### Work item
Before answering, work out how many lines below contain the string "StyleKind"; the reply is that number alone.

Stored data entries
================================

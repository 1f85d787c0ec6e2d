//! Application state for the TUI
//!
//! The App struct holds the current route, the per-view edit-mode state,
//! and the list selections. Budget data itself lives in the `BudgetBook`;
//! forms only carry view-local drafts that are committed on save and
//! discarded on cancel.

use crate::config::Settings;
use crate::models::{CategoryId, TransactionKind};
use crate::services::BudgetBook;

use super::widgets::TextInput;

/// Which view is currently shown
#[derive(Debug, Clone, Copy, PartialEq, Eq, Default)]
pub enum Route {
    #[default]
    Dashboard,
    /// Category detail for the given id; an id that no longer resolves
    /// renders the not-found state
    Category(CategoryId),
}

/// Focus within a category form
#[derive(Debug, Clone, Copy, PartialEq, Eq, Default)]
pub enum CategoryField {
    #[default]
    Name,
    Allocated,
}

/// Draft state for adding or editing a category
#[derive(Debug, Clone, Default)]
pub struct CategoryForm {
    pub name: TextInput,
    pub allocated: TextInput,
    pub focus: CategoryField,
}

impl CategoryForm {
    /// Empty form for adding a category
    pub fn empty() -> Self {
        Self {
            name: TextInput::new().placeholder("Category name"),
            allocated: TextInput::new().placeholder("Allocated amount"),
            focus: CategoryField::Name,
        }
    }

    /// Form pre-filled with an existing category's values
    pub fn prefilled(name: &str, allocated_plain: &str) -> Self {
        Self {
            name: TextInput::new().content(name),
            allocated: TextInput::new().content(allocated_plain),
            focus: CategoryField::Name,
        }
    }

    /// The input that currently has focus
    pub fn focused_input(&mut self) -> &mut TextInput {
        match self.focus {
            CategoryField::Name => &mut self.name,
            CategoryField::Allocated => &mut self.allocated,
        }
    }

    /// Move focus to the other field
    pub fn cycle_focus(&mut self) {
        self.focus = match self.focus {
            CategoryField::Name => CategoryField::Allocated,
            CategoryField::Allocated => CategoryField::Name,
        };
    }
}

/// Focus within the transaction form
#[derive(Debug, Clone, Copy, PartialEq, Eq, Default)]
pub enum TransactionField {
    #[default]
    Kind,
    Amount,
    Description,
}

/// Draft state for adding a transaction
#[derive(Debug, Clone, Default)]
pub struct TransactionForm {
    pub kind: TransactionKind,
    pub amount: TextInput,
    pub description: TextInput,
    pub focus: TransactionField,
}

impl TransactionForm {
    /// Empty form defaulting to a debit
    pub fn empty() -> Self {
        Self {
            kind: TransactionKind::Debit,
            amount: TextInput::new().placeholder("Amount"),
            description: TextInput::new().placeholder("Description (optional)"),
            focus: TransactionField::Kind,
        }
    }

    /// The input that currently has focus, if the focused field is textual
    pub fn focused_input(&mut self) -> Option<&mut TextInput> {
        match self.focus {
            TransactionField::Kind => None,
            TransactionField::Amount => Some(&mut self.amount),
            TransactionField::Description => Some(&mut self.description),
        }
    }

    /// Move focus to the next field
    pub fn cycle_focus(&mut self) {
        self.focus = match self.focus {
            TransactionField::Kind => TransactionField::Amount,
            TransactionField::Amount => TransactionField::Description,
            TransactionField::Description => TransactionField::Kind,
        };
    }
}

/// Edit-mode state for the dashboard
#[derive(Debug, Clone, Default)]
pub enum DashboardMode {
    #[default]
    Viewing,
    EditingIncome(TextInput),
    AddingCategory(CategoryForm),
    EditingCategory {
        id: CategoryId,
        form: CategoryForm,
    },
}

/// Edit-mode state for the category detail view
#[derive(Debug, Clone, Default)]
pub enum DetailMode {
    #[default]
    Viewing,
    AddingTransaction(TransactionForm),
    EditingCategory(CategoryForm),
}

/// Main application state
pub struct App<'a> {
    /// The budget state container
    pub book: &'a mut BudgetBook,

    /// User settings
    pub settings: &'a Settings,

    /// Whether the app should quit
    pub should_quit: bool,

    /// Currently shown view
    pub route: Route,

    /// Dashboard edit-mode state
    pub dashboard_mode: DashboardMode,

    /// Detail edit-mode state
    pub detail_mode: DetailMode,

    /// Selected row in the dashboard category list
    pub selected_category_index: usize,

    /// Selected row in the detail transaction list (newest first)
    pub selected_transaction_index: usize,

    /// Transient status message shown in the footer
    pub status_message: Option<String>,
}

impl<'a> App<'a> {
    /// Create the app showing the dashboard
    pub fn new(book: &'a mut BudgetBook, settings: &'a Settings) -> Self {
        Self {
            book,
            settings,
            should_quit: false,
            route: Route::default(),
            dashboard_mode: DashboardMode::default(),
            detail_mode: DetailMode::default(),
            selected_category_index: 0,
            selected_transaction_index: 0,
            status_message: None,
        }
    }

    /// The id of the category selected on the dashboard, if any
    pub fn selected_category(&self) -> Option<CategoryId> {
        self.book
            .categories()
            .get(self.selected_category_index)
            .map(|c| c.id)
    }

    /// Navigate to a category's detail view
    pub fn open_category(&mut self, id: CategoryId) {
        self.route = Route::Category(id);
        self.detail_mode = DetailMode::Viewing;
        self.selected_transaction_index = 0;
    }

    /// Navigate back to the dashboard
    pub fn go_to_dashboard(&mut self) {
        self.route = Route::Dashboard;
        self.detail_mode = DetailMode::Viewing;
        self.status_message = None;
    }

    /// Clamp selections after the underlying lists changed
    pub fn clamp_selections(&mut self) {
        let category_count = self.book.categories().len();
        if category_count == 0 {
            self.selected_category_index = 0;
        } else if self.selected_category_index >= category_count {
            self.selected_category_index = category_count - 1;
        }

        if let Route::Category(id) = self.route {
            let txn_count = self
                .book
                .category(id)
                .map(|c| c.transactions.len())
                .unwrap_or(0);
            if txn_count == 0 {
                self.selected_transaction_index = 0;
            } else if self.selected_transaction_index >= txn_count {
                self.selected_transaction_index = txn_count - 1;
            }
        }
    }

    /// Set a transient footer message
    pub fn set_status(&mut self, message: impl Into<String>) {
        self.status_message = Some(message.into());
    }
}

#[cfg(test)]
mod tests {
    use super::*;
    use crate::config::paths::TallyPaths;
    use crate::storage::Storage;
    use tempfile::TempDir;

    fn create_book() -> (TempDir, BudgetBook) {
        let temp_dir = TempDir::new().unwrap();
        let paths = TallyPaths::with_base_dir(temp_dir.path().to_path_buf());
        (temp_dir, BudgetBook::load(Storage::new(&paths).unwrap()))
    }

    #[test]
    fn test_starts_on_dashboard_viewing() {
        let (_t, mut book) = create_book();
        let settings = Settings::default();
        let app = App::new(&mut book, &settings);

        assert_eq!(app.route, Route::Dashboard);
        assert!(matches!(app.dashboard_mode, DashboardMode::Viewing));
        assert!(app.selected_category().is_none());
    }

    #[test]
    fn test_open_and_leave_category() {
        let (_t, mut book) = create_book();
        let id = book.add_category("Groceries", "400").unwrap();
        let settings = Settings::default();
        let mut app = App::new(&mut book, &settings);

        app.open_category(id);
        assert_eq!(app.route, Route::Category(id));

        app.go_to_dashboard();
        assert_eq!(app.route, Route::Dashboard);
    }

    #[test]
    fn test_clamp_after_delete() {
        let (_t, mut book) = create_book();
        book.add_category("A", "1").unwrap();
        let b = book.add_category("B", "1").unwrap();
        let settings = Settings::default();
        let mut app = App::new(&mut book, &settings);

        app.selected_category_index = 1;
        app.book.delete_category(b).unwrap();
        app.clamp_selections();
        assert_eq!(app.selected_category_index, 0);
    }

    #[test]
    fn test_form_focus_cycles() {
        let mut form = CategoryForm::empty();
        assert_eq!(form.focus, CategoryField::Name);
        form.cycle_focus();
        assert_eq!(form.focus, CategoryField::Allocated);
        form.cycle_focus();
        assert_eq!(form.focus, CategoryField::Name);

        let mut txn_form = TransactionForm::empty();
        assert_eq!(txn_form.focus, TransactionField::Kind);
        assert!(txn_form.focused_input().is_none());
        txn_form.cycle_focus();
        assert_eq!(txn_form.focus, TransactionField::Amount);
        assert!(txn_form.focused_input().is_some());
    }
}
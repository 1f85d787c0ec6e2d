//! Budget overview formatting
//!
//! Renders the dashboard figures as plain text for the non-interactive
//! `tally overview` command.

use crate::config::Settings;
use crate::services::BudgetBook;

/// Format the summary figures and per-category breakdown
pub fn format_overview(book: &BudgetBook, settings: &Settings) -> String {
    let symbol = settings.currency_symbol.as_str();
    let mut output = String::new();

    output.push_str("Monthly Budget\n");
    output.push_str("==============\n");
    output.push_str(&format!(
        "Income:          {}\n",
        book.income().format_with_symbol(symbol)
    ));
    output.push_str(&format!(
        "Total allocated: {}\n",
        book.total_allocated().format_with_symbol(symbol)
    ));
    output.push_str(&format!(
        "Unallocated:     {}\n",
        book.unallocated().format_with_symbol(symbol)
    ));
    output.push_str(&format!(
        "Total spent:     {}\n",
        book.total_spent().format_with_symbol(symbol)
    ));

    if book.categories().is_empty() {
        output.push_str("\nNo categories yet.\n");
        return output;
    }

    let name_width = book
        .categories()
        .iter()
        .map(|c| c.name.len())
        .max()
        .unwrap_or(8)
        .max(8);

    output.push('\n');
    output.push_str(&format!(
        "{:<width$}  {:>12}  {:>12}  {:>12}\n",
        "Category",
        "Allocated",
        "Spent",
        "Remaining",
        width = name_width
    ));
    output.push_str(&format!(
        "{:-<width$}  {:->12}  {:->12}  {:->12}\n",
        "",
        "",
        "",
        "",
        width = name_width
    ));

    for category in book.categories() {
        let marker = if category.is_over_budget() { " ⚠" } else { "" };
        output.push_str(&format!(
            "{:<width$}  {:>12}  {:>12}  {:>12}{}\n",
            category.name,
            category.allocated.format_with_symbol(symbol),
            category.spent().abs().format_with_symbol(symbol),
            category.remaining().format_with_symbol(symbol),
            marker,
            width = name_width
        ));
    }

    output
}

#[cfg(test)]
mod tests {
    use super::*;
    use crate::config::paths::TallyPaths;
    use crate::models::{Money, TransactionKind};
    use crate::storage::Storage;
    use tempfile::TempDir;

    fn create_book() -> (TempDir, BudgetBook) {
        let temp_dir = TempDir::new().unwrap();
        let paths = TallyPaths::with_base_dir(temp_dir.path().to_path_buf());
        let storage = Storage::new(&paths).unwrap();
        (temp_dir, BudgetBook::load(storage))
    }

    #[test]
    fn test_empty_overview() {
        let (_temp_dir, book) = create_book();
        let output = format_overview(&book, &Settings::default());
        assert!(output.contains("Income:          $0.00"));
        assert!(output.contains("No categories yet."));
    }

    #[test]
    fn test_overview_figures() {
        let (_temp_dir, mut book) = create_book();
        book.set_income("3000").unwrap();
        let id = book.add_category("Groceries", "400").unwrap();
        book.add_transaction(id, TransactionKind::Debit, Money::from_cents(5000), "")
            .unwrap();

        let output = format_overview(&book, &Settings::default());
        assert!(output.contains("Income:          $3000.00"));
        assert!(output.contains("Total allocated: $400.00"));
        assert!(output.contains("Unallocated:     $2600.00"));
        assert!(output.contains("Total spent:     $50.00"));
        assert!(output.contains("Groceries"));
        assert!(output.contains("$350.00"));
        assert!(!output.contains('⚠'));
    }

    #[test]
    fn test_over_budget_marker() {
        let (_temp_dir, mut book) = create_book();
        let id = book.add_category("Groceries", "400").unwrap();
        book.add_transaction(id, TransactionKind::Debit, Money::from_cents(45000), "")
            .unwrap();

        let output = format_overview(&book, &Settings::default());
        assert!(output.contains("-$50.00 ⚠"));
    }

    #[test]
    fn test_custom_currency_symbol() {
        let (_temp_dir, mut book) = create_book();
        book.set_income("100").unwrap();

        let mut settings = Settings::default();
        settings.currency_symbol = "€".to_string();

        let output = format_overview(&book, &settings);
        assert!(output.contains("€100.00"));
    }
}
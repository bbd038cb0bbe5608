//! ZIG ZAG CLI - serve the art API or render pieces straight to disk.

use anyhow::{Context, Result};
use clap::{Parser, ValueEnum};
use rand::SeedableRng;
use std::fs;
use std::path::{Path, PathBuf};
use zigzag::config::ZigzagConfig;
use zigzag::contract::{self, ContractKind};
use zigzag::metadata::{self, NftMetadata};
use zigzag::{Complexity, GenerationRequest, Generator, PaletteKind, ProceduralGenerator, StyleKind};

#[derive(Parser)]
#[command(name = "zigzag")]
#[command(about = "Procedural NFT art generator and minting service")]
#[command(version)]
struct Cli {
    /// Config file path
    #[arg(long, default_value = "zigzag.toml")]
    config: PathBuf,

    #[command(subcommand)]
    command: Commands,
}

#[derive(clap::Subcommand)]
enum Commands {
    /// Run the HTTP API
    Serve {
        /// Address to bind
        #[arg(long)]
        host: Option<String>,

        /// Port to bind
        #[arg(short, long)]
        port: Option<u16>,
    },

    /// Render a single piece to a PNG
    Generate {
        /// Visual style
        #[arg(short, long, value_enum)]
        style: Option<StyleArg>,

        /// Palette name (Rainbow, Neon, Pastel, Dark)
        #[arg(short, long)]
        palette: Option<String>,

        /// Complexity, clamped to 1-10
        #[arg(short, long)]
        complexity: Option<i64>,

        /// Seed for generation
        #[arg(short = 'S', long)]
        seed: Option<u64>,

        /// Output file path
        #[arg(short, long)]
        output: Option<PathBuf>,

        /// Also save NFT metadata as JSON
        #[arg(long)]
        save_metadata: bool,
    },

    /// Render every style in every palette
    Showcase {
        /// Output directory
        #[arg(short, long)]
        output_dir: Option<PathBuf>,

        /// Seed for consistent results
        #[arg(short = 'S', long, default_value = "42")]
        seed: u64,

        /// Complexity, clamped to 1-10
        #[arg(short, long)]
        complexity: Option<i64>,
    },

    /// Print or save a Solidity contract template
    Contract {
        /// Contract kind (erc721, erc20, erc1155, custom)
        #[arg(short, long, default_value = "erc721")]
        kind: String,

        /// Token name
        #[arg(short, long, default_value = "")]
        name: String,

        /// Token symbol
        #[arg(short = 'y', long, default_value = "")]
        symbol: String,

        /// Output file path, stdout if absent
        #[arg(short, long)]
        output: Option<PathBuf>,
    },
}

#[derive(Clone, Copy, ValueEnum, Debug)]
enum StyleArg {
    /// Concentric rainbow rings and orbiting dots
    Psychedelic,
    /// Translucent overlapping shapes
    Abstract,
    /// Grid of squares and circles
    Geometric,
    /// Neon grid with glowing lines
    Cyberpunk,
}

impl StyleArg {
    fn to_style(self) -> StyleKind {
        match self {
            StyleArg::Psychedelic => StyleKind::Psychedelic,
            StyleArg::Abstract => StyleKind::Abstract,
            StyleArg::Geometric => StyleKind::Geometric,
            StyleArg::Cyberpunk => StyleKind::Cyberpunk,
        }
    }
}

fn write_piece(generator: &ProceduralGenerator, seed: u64, path: &Path) -> Result<()> {
    let artwork = generator.artwork(seed)?;
    fs::write(path, &artwork.png).with_context(|| format!("writing {}", path.display()))?;
    Ok(())
}

#[tokio::main]
async fn main() -> Result<()> {
    tracing_subscriber::fmt()
        .with_env_filter(
            tracing_subscriber::EnvFilter::from_default_env()
                .add_directive("zigzag=info".parse()?),
        )
        .init();

    let cli = Cli::parse();
    let mut config = ZigzagConfig::load(&cli.config)?;

    match cli.command {
        Commands::Serve { host, port } => {
            if let Some(host) = host {
                config.server.host = host;
            }
            if let Some(port) = port {
                config.server.port = port;
            }
            zigzag::server::serve(&config).await?;
        }

        Commands::Generate {
            style,
            palette,
            complexity,
            seed,
            output,
            save_metadata,
        } => {
            let style = match style {
                Some(style) => style.to_style(),
                None => config.render.style.parse()?,
            };
            let palette = PaletteKind::lookup(palette.as_deref().unwrap_or(&config.render.palette));
            let complexity = Complexity::clamped(complexity.unwrap_or(config.render.complexity));
            let seed = seed.unwrap_or_else(rand::random);

            let request = GenerationRequest::new(style, palette, complexity);
            let generator = ProceduralGenerator::new(request);

            println!(
                "Generating {} in {} at complexity {} with seed {}...",
                style, palette, complexity, seed
            );

            let output_dir = PathBuf::from(&config.output.directory);
            fs::create_dir_all(&output_dir)?;

            let id = metadata::generate_id(&mut rand::rngs::StdRng::seed_from_u64(seed));
            let output_path = output.unwrap_or_else(|| {
                output_dir.join(format!(
                    "zigzag_{}_{}.{}",
                    generator.name().to_lowercase(),
                    seed,
                    generator.extension()
                ))
            });

            write_piece(&generator, seed, &output_path)?;
            println!("Saved to {}", output_path.display());

            if save_metadata {
                let metadata_path = output_path.with_extension("json");
                let json = serde_json::to_string_pretty(&NftMetadata::for_request(&id, &request))?;
                fs::write(&metadata_path, json)?;
                println!("Saved metadata to {}", metadata_path.display());
            }
        }

        Commands::Showcase {
            output_dir,
            seed,
            complexity,
        } => {
            let output_dir = output_dir
                .unwrap_or_else(|| PathBuf::from(&config.output.directory).join("showcase"));
            fs::create_dir_all(&output_dir)?;

            let complexity = Complexity::clamped(complexity.unwrap_or(config.render.complexity));
            println!("Generating showcase with seed {}...", seed);

            for style in StyleKind::ALL {
                for palette in PaletteKind::ALL {
                    let generator =
                        ProceduralGenerator::new(GenerationRequest::new(style, palette, complexity));
                    let filename = format!(
                        "{}_{}.{}",
                        generator.name().to_lowercase(),
                        palette.name().to_lowercase(),
                        generator.extension()
                    );
                    write_piece(&generator, seed, &output_dir.join(&filename))?;
                    println!("  Created {}", filename);
                }
            }

            println!("Done! Showcase saved to {}", output_dir.display());
        }

        Commands::Contract {
            kind,
            name,
            symbol,
            output,
        } => {
            let kind: ContractKind = kind.parse()?;
            let source = contract::template(kind, &name, &symbol);
            match output {
                Some(path) => {
                    fs::write(&path, source)?;
                    println!("Saved {} contract to {}", kind, path.display());
                }
                None => print!("{source}"),
            }
        }
    }

    Ok(())
}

================================

### Written response
7